Corticosteroid-induced psychosis can cause psychiatric symptoms such as hypomania, depression, anxiety, and even true psychosis. Treatment options depend on the patient’s condition and why they are taking steroids. Symptoms vary widely, and tapering off the drug or psychotherapy may be necessary. Patients should discuss any unusual mood changes with their doctor, and be aware that psychiatric symptoms can occur at any time.
Corticosteroid-induced psychosis is an adverse reaction to drugs used to treat inflammation, pain, and some chronic immune conditions. These drugs can produce psychiatric symptoms, the most marked of which are a combination of problems such as hypomania, depression and anxiety. Some patients also experience true psychosis, a break with reality that can include paranoid thoughts and hallucinations. Treatment options depend on how the condition presents and why the patient is taking steroids.
Patients taking high doses of corticosteroids, particularly in combination with other drugs or on a long-term basis, may be at increased risk for corticosteroid-induced psychosis. A history of psychiatric problems is not a risk factor, according to numerous studies, and the abnormal psychiatric state is usually temporary, stopping once the patient stops taking the drug and finishes metabolizing it. Some research has suggested that corticosteroids may be associated with the onset of bipolar disorder, but a definitive link has not been established.
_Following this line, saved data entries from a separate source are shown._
//! Compose project and service commands, including the update/rollback protocol.
//!
//! The generation of a container is encoded in its name: renaming a container with the
//! rollback suffix turns it into rollback material. The compose tool then no longer counts it
//! as a replica of its service name pattern, so scaling up launches a fresh generation next to it.
//! Steps run strictly in order and a failing step aborts the sequence without compensation.
use crate::domain::logs::format_log_lines;
use crate::domain::models::config::ServiceConfig;
use crate::domain::models::container::Container;
use crate::domain::models::names::{ProjectName, ServiceName};
use crate::domain::models::project::Project;
use crate::domain::models::service::Service;
use crate::domain::ports::{CommandOutput, ComposeExecutor, ContainerFilter, ContainerRuntime};
use crate::error::ControlError;
use log::{debug, info};
use std::sync::Arc;

fn args<const N: usize>(items: [&str; N]) -> Vec<String> {
    items.iter().map(|item| item.to_string()).collect()
}

pub struct Lifecycle<E: ComposeExecutor, R: ContainerRuntime> {
    executor: Arc<E>,
    runtime: Arc<R>,
    post_update_command: Vec<String>,
}

impl<E: ComposeExecutor, R: ContainerRuntime> Lifecycle<E, R> {
    pub fn new(executor: Arc<E>, runtime: Arc<R>, post_update_command: Vec<String>) -> Self {
        Self {
            executor,
            runtime,
            post_update_command,
        }
    }

    async fn compose(&self, project_name: &ProjectName, args: Vec<String>) -> Result<CommandOutput, ControlError> {
        self.executor.execute(project_name, &args).await
    }

    pub async fn load_service(
        &self,
        project_name: &ProjectName,
        service_name: &ServiceName,
        config: Option<ServiceConfig>,
    ) -> Result<Service, ControlError> {
        let mut service = Service::new(project_name.clone(), service_name.clone(), config, Vec::new());
        self.refresh(&mut service).await?;
        Ok(service)
    }

    /// Replaces the service's containers with what the runtime reports now.
    pub async fn refresh(&self, service: &mut Service) -> Result<(), ControlError> {
        service.containers = self
            .runtime
            .list_containers(ContainerFilter::Service(
                service.project_name.clone(),
                service.service_name.clone(),
            ))
            .await?;
        Ok(())
    }

    pub async fn pull(&self, service: &Service) -> Result<(), ControlError> {
        debug!("pulling image for {}", service.service_name);
        self.compose(&service.project_name, args(["pull", service.service_name.as_str()]))
            .await?;
        Ok(())
    }

    pub async fn up(&self, service: &Service) -> Result<(), ControlError> {
        self.pull(service).await?;
        self.compose(
            &service.project_name,
            args(["up", "--detach", "--no-deps", service.service_name.as_str()]),
        )
        .await?;
        Ok(())
    }

    pub async fn stop(&self, service: &Service) -> Result<(), ControlError> {
        self.compose(&service.project_name, args(["stop", service.service_name.as_str()]))
            .await?;
        Ok(())
    }

    pub async fn start(&self, service: &Service) -> Result<(), ControlError> {
        self.compose(&service.project_name, args(["start", service.service_name.as_str()]))
            .await?;
        Ok(())
    }

    pub async fn remove(&self, service: &Service) -> Result<(), ControlError> {
        self.compose(
            &service.project_name,
            args(["rm", "--force", service.service_name.as_str()]),
        )
        .await?;
        Ok(())
    }

    pub async fn restart(&self, service: &Service) -> Result<(), ControlError> {
        self.compose(&service.project_name, args(["restart", service.service_name.as_str()]))
            .await?;
        Ok(())
    }

    pub async fn scale(&self, service: &Service, replicas: u32) -> Result<(), ControlError> {
        self.pull(service).await?;
        let target = format!("{}={replicas}", service.service_name);
        self.compose(
            &service.project_name,
            args([
                "up",
                "--detach",
                "--no-deps",
                "--scale",
                &target,
                "--no-recreate",
                service.service_name.as_str(),
            ]),
        )
        .await?;
        Ok(())
    }

    /// Launches a new generation of the service and keeps the current one, stopped, for rollback.
    pub async fn update(&self, service: &mut Service) -> Result<(), ControlError> {
        let replicas = match &service.config {
            Some(config) => config.scale,
            None => {
                return Err(ControlError::InvalidState(format!(
                    "service '{}' has no declared configuration",
                    service.service_name
                )));
            }
        };
        let doubled = replicas.checked_mul(2).ok_or_else(|| {
            ControlError::InvalidState(format!(
                "service '{}' declares too many replicas ({replicas}) to keep a rollback generation",
                service.service_name
            ))
        })?;
        info!("updating service {} of {}", service.service_name, service.project_name);

        self.pull(service).await?;

        let stale: Vec<Container> = service.rollback_containers().cloned().collect();
        for container in stale {
            info!("removing leftover rollback container {}", container.name);
            self.runtime.remove_container(&container.id).await?;
        }
        self.refresh(service).await?;

        for container in service.containers.clone() {
            let new_name = container.rollback_name();
            debug!("renaming {} to {new_name}", container.name);
            self.runtime.rename_container(&container.id, &new_name).await?;
        }
        self.refresh(service).await?;

        self.scale(service, doubled).await?;
        self.refresh(service).await?;

        let previous: Vec<Container> = service.rollback_containers().cloned().collect();
        for container in previous.iter().filter(|c| !c.is_exited()) {
            debug!("stopping previous container {}", container.name);
            self.runtime.stop_container(&container.id).await?;
        }
        self.refresh(service).await?;

        self.run_post_update_hook(&service.project_name).await?;
        info!(
            "service {} updated, {} containers kept for rollback",
            service.service_name,
            previous.len()
        );
        Ok(())
    }

    /// Discards the current generation and restores the one kept by the last update.
    pub async fn rollback(&self, service: &mut Service) -> Result<(), ControlError> {
        info!("rolling back service {} of {}", service.service_name, service.project_name);
        let (previous, current): (Vec<Container>, Vec<Container>) = service
            .containers
            .iter()
            .cloned()
            .partition(|c| c.is_rollback_candidate());

        // the restored names may still be taken by the current generation
        for container in current {
            if !container.is_exited() {
                self.runtime.stop_container(&container.id).await?;
            }
            self.runtime.remove_container(&container.id).await?;
        }
        for container in previous {
            debug!("restoring {} as {}", container.name, container.restored_name());
            self.runtime
                .rename_container(&container.id, container.restored_name())
                .await?;
            self.runtime.start_container(&container.id).await?;
        }
        self.refresh(service).await?;

        self.run_post_update_hook(&service.project_name).await?;
        info!("service {} rolled back", service.service_name);
        Ok(())
    }

    pub async fn logs(&self, service: &Service, lines: usize) -> Result<Vec<String>, ControlError> {
        let output = self
            .compose(
                &service.project_name,
                vec![
                    "logs".to_string(),
                    "--no-color".to_string(),
                    "--timestamps".to_string(),
                    format!("--tail={lines}"),
                    service.service_name.to_string(),
                ],
            )
            .await?;
        Ok(format_log_lines(&output.combined()))
    }

    async fn run_post_update_hook(&self, project_name: &ProjectName) -> Result<(), ControlError> {
        if self.post_update_command.is_empty() {
            return Ok(());
        }
        info!("running post update command {:?}", self.post_update_command);
        self.compose(project_name, self.post_update_command.clone()).await?;
        Ok(())
    }

    pub async fn project_up(&self, project: &Project) -> Result<(), ControlError> {
        self.compose(&project.project_name, args(["pull"])).await?;
        self.compose(&project.project_name, args(["up", "--detach"])).await?;
        Ok(())
    }

    pub async fn project_down(&self, project: &Project) -> Result<(), ControlError> {
        self.compose(&project.project_name, args(["down"])).await?;
        Ok(())
    }

    pub async fn project_remove(&self, project: &Project) -> Result<(), ControlError> {
        self.compose(&project.project_name, args(["rm", "--force"])).await?;
        Ok(())
    }

    pub async fn project_restart(&self, project: &Project) -> Result<(), ControlError> {
        self.compose(&project.project_name, args(["restart"])).await?;
        Ok(())
    }
}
Symptoms of corticosteroid-induced psychosis can vary widely between patients. Some may develop hypomania, where they feel very energetic, have trouble sleeping, and may start to feel unstoppable. Other patients may experience depression or mood swings. Anxiety, agitation, and irritability are also signs of steroid-induced psychosis. Hallucinations and false beliefs about the world around the patient may also develop; for example, a patient may believe that medical providers are involved in a conspiracy.
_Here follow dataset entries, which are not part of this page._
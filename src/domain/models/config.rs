use crate::domain::models::names::{ImageName, ProjectName, ServiceName};
use crate::error::ControlError;
use serde::{Deserialize, Serialize};
use serde_yaml::Value as YamlValue;
use std::collections::{BTreeMap, BTreeSet, HashMap};
use std::path::PathBuf;

#[derive(Deserialize)]
struct ComposeDocument {
    #[serde(default)]
    version: Option<YamlValue>,
    #[serde(default)]
    services: serde_yaml::Mapping,
}

#[derive(Deserialize, Default)]
struct ServiceDocument {
    image: Option<String>,
    container_name: Option<String>,
    restart: Option<String>,
    scale: Option<u32>,
    deploy: Option<DeployDocument>,
    #[serde(default)]
    ports: Vec<YamlValue>,
    #[serde(default)]
    volumes: Vec<YamlValue>,
    environment: Option<YamlValue>,
    depends_on: Option<YamlValue>,
    #[serde(default)]
    links: Vec<String>,
}

#[derive(Deserialize, Default)]
struct DeployDocument {
    replicas: Option<u32>,
}

#[derive(Serialize, Debug, Clone, PartialEq)]
pub struct ServiceConfig {
    pub service_name: ServiceName,
    pub image: Option<ImageName>,
    pub container_name: Option<String>,
    pub restart: Option<String>,
    pub scale: u32,
    pub ports: Vec<String>,
    pub volumes: Vec<String>,
    pub environment: BTreeMap<String, String>,
    pub depends_on: Vec<ServiceName>,
    pub links: Vec<String>,
    /// Fingerprint of the resolved service definition, as computed by the compose tool.
    pub hash: String,
}

impl ServiceConfig {
    pub fn merged_dependencies(&self) -> BTreeSet<ServiceName> {
        let linked = self
            .links
            .iter()
            .map(|link| ServiceName::new(link.split(':').next().unwrap_or(link)));
        self.depends_on.iter().cloned().chain(linked).collect()
    }

    pub fn image_display(&self, strip_registry: &str) -> String {
        self.image
            .as_ref()
            .map(|image| image.display(strip_registry))
            .unwrap_or_default()
    }
}

#[derive(Serialize, Debug, Clone, PartialEq)]
pub struct ProjectConfig {
    pub project_name: ProjectName,
    pub compose_file_path: PathBuf,
    pub version: Option<String>,
    pub service_configs: Vec<ServiceConfig>,
}

impl ProjectConfig {
    /// Builds the project from the output of `config` and the per-service hashes of `config --hash=*`.
    pub fn parse(
        project_name: ProjectName,
        compose_file_path: PathBuf,
        resolved: &str,
        hashes: &HashMap<ServiceName, String>,
    ) -> Result<Self, ControlError> {
        let document: ComposeDocument = serde_yaml::from_str(resolved)
            .map_err(|e| ControlError::ConfigInvalid(format!("error parsing compose file: {e}")))?;

        let mut service_configs = Vec::with_capacity(document.services.len());
        for (key, value) in document.services {
            let service_name = key
                .as_str()
                .map(ServiceName::new)
                .ok_or_else(|| ControlError::ConfigInvalid(format!("invalid service key {key:?}")))?;
            let service: ServiceDocument = if value.is_null() {
                ServiceDocument::default()
            } else {
                serde_yaml::from_value(value).map_err(|e| {
                    ControlError::ConfigInvalid(format!("service `{service_name}`: {e}"))
                })?
            };
            let hash = hashes.get(&service_name).cloned().ok_or_else(|| {
                ControlError::ConfigInvalid(format!("no config hash for service `{service_name}`"))
            })?;
            service_configs.push(ServiceConfig {
                image: service.image.map(ImageName::new),
                container_name: service.container_name,
                restart: service.restart,
                scale: service
                    .scale
                    .or(service.deploy.and_then(|deploy| deploy.replicas))
                    .unwrap_or(1),
                ports: service.ports.iter().map(yaml_to_string).collect(),
                volumes: service.volumes.iter().map(yaml_to_string).collect(),
                environment: environment(service.environment),
                depends_on: dependencies(service.depends_on),
                links: service.links,
                service_name,
                hash,
            });
        }

        Ok(Self {
            project_name,
            compose_file_path,
            version: document.version.as_ref().map(yaml_to_string),
            service_configs,
        })
    }

    pub fn service_config(&self, project_name: &ProjectName, service_name: &ServiceName) -> Option<&ServiceConfig> {
        if project_name != &self.project_name {
            return None;
        }
        self.service_configs
            .iter()
            .find(|config| &config.service_name == service_name)
    }
}

/// Parses `<service> <hash>` lines.
pub fn parse_service_hashes(output: &str) -> HashMap<ServiceName, String> {
    output
        .lines()
        .filter_map(|line| line.trim().split_once(' '))
        .map(|(service, hash)| (ServiceName::new(service), hash.trim().to_string()))
        .collect()
}

fn yaml_to_string(value: &YamlValue) -> String {
    match value {
        YamlValue::String(s) => s.clone(),
        YamlValue::Number(n) => n.to_string(),
        YamlValue::Bool(b) => b.to_string(),
        YamlValue::Null => String::new(),
        other => serde_yaml::to_string(other)
            .map(|s| s.trim_end().to_string())
            .unwrap_or_default(),
    }
}

fn environment(value: Option<YamlValue>) -> BTreeMap<String, String> {
    match value {
        Some(YamlValue::Mapping(map)) => map
            .iter()
            .map(|(key, value)| (yaml_to_string(key), yaml_to_string(value)))
            .collect(),
        Some(YamlValue::Sequence(items)) => items
            .iter()
            .map(yaml_to_string)
            .map(|item| match item.split_once('=') {
                Some((key, value)) => (key.to_string(), value.to_string()),
                None => (item, String::new()),
            })
            .collect(),
        _ => BTreeMap::new(),
    }
}

// `depends_on` is either a list of names or a map of name to condition
fn dependencies(value: Option<YamlValue>) -> Vec<ServiceName> {
    match value {
        Some(YamlValue::Sequence(items)) => items
            .iter()
            .map(|item| ServiceName::new(yaml_to_string(item)))
            .collect(),
        Some(YamlValue::Mapping(map)) => map
            .keys()
            .map(|key| ServiceName::new(yaml_to_string(key)))
            .collect(),
        _ => Vec::new(),
    }
}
Simply stopping steroids may not be possible, both because they may be needed for treatment and because stopping steroid therapy abruptly can be dangerous. One option for treating corticosteroid-induced psychosis may be tapering if it is possible to safely take the patient off the drug and try another therapy. Psychotherapy may also be considered, along with psychiatric medications. Hospitalization may be necessary if there are concerns about the patient’s health and safety.
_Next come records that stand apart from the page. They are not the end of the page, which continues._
use chrono::DateTime;

pub const DEFAULT_LOG_LINES: usize = 100;
pub const LOG_DATE_FORMAT: &str = "%m-%d %H:%M:%S";

/// Rewrites the timestamp of a log line as `%m-%d %H:%M:%S`.
///
/// The container runtime prefixes lines with `<timestamp> `, compose with
/// `<container> | <timestamp> `. Lines without a parsable timestamp are returned unchanged.
pub fn recompose_log_line(line: &str) -> String {
    if let Some(recomposed) = recompose_at(line, 0) {
        return recomposed;
    }
    line.find('|')
        .and_then(|separator| recompose_at(line, separator + 1))
        .unwrap_or_else(|| line.to_string())
}

fn recompose_at(line: &str, start: usize) -> Option<String> {
    let rest = &line[start..];
    let stamp_start = start + rest.len() - rest.trim_start().len();
    let stamp_end = line[stamp_start..]
        .find(char::is_whitespace)
        .map(|i| stamp_start + i)
        .unwrap_or(line.len());
    let date = DateTime::parse_from_rfc3339(&line[stamp_start..stamp_end]).ok()?;
    Some(format!(
        "{}{}{}",
        &line[..stamp_start],
        date.format(LOG_DATE_FORMAT),
        &line[stamp_end..]
    ))
}

/// Splits raw log output into reformatted lines, dropping compose's attach banner.
pub fn format_log_lines(raw: &str) -> Vec<String> {
    raw.lines()
        .filter(|line| !line.starts_with("Attaching to "))
        .map(recompose_log_line)
        .collect()
}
Severe cases of corticosteroid-induced psychosis are relatively rare, but can occur. People who begin to notice unusual bursts of energy, sadness, and other strange mood changes on steroids may want to discuss these with the prescribing doctor. An evaluation can determine whether the patient appears to be developing a psychiatric problem and can help make decisions about how to proceed with treatment. For patients who must take long-term medication to treat a chronic condition, it is important to be aware that psychiatric symptoms can occur at any time, although they are more common when starting corticosteroids.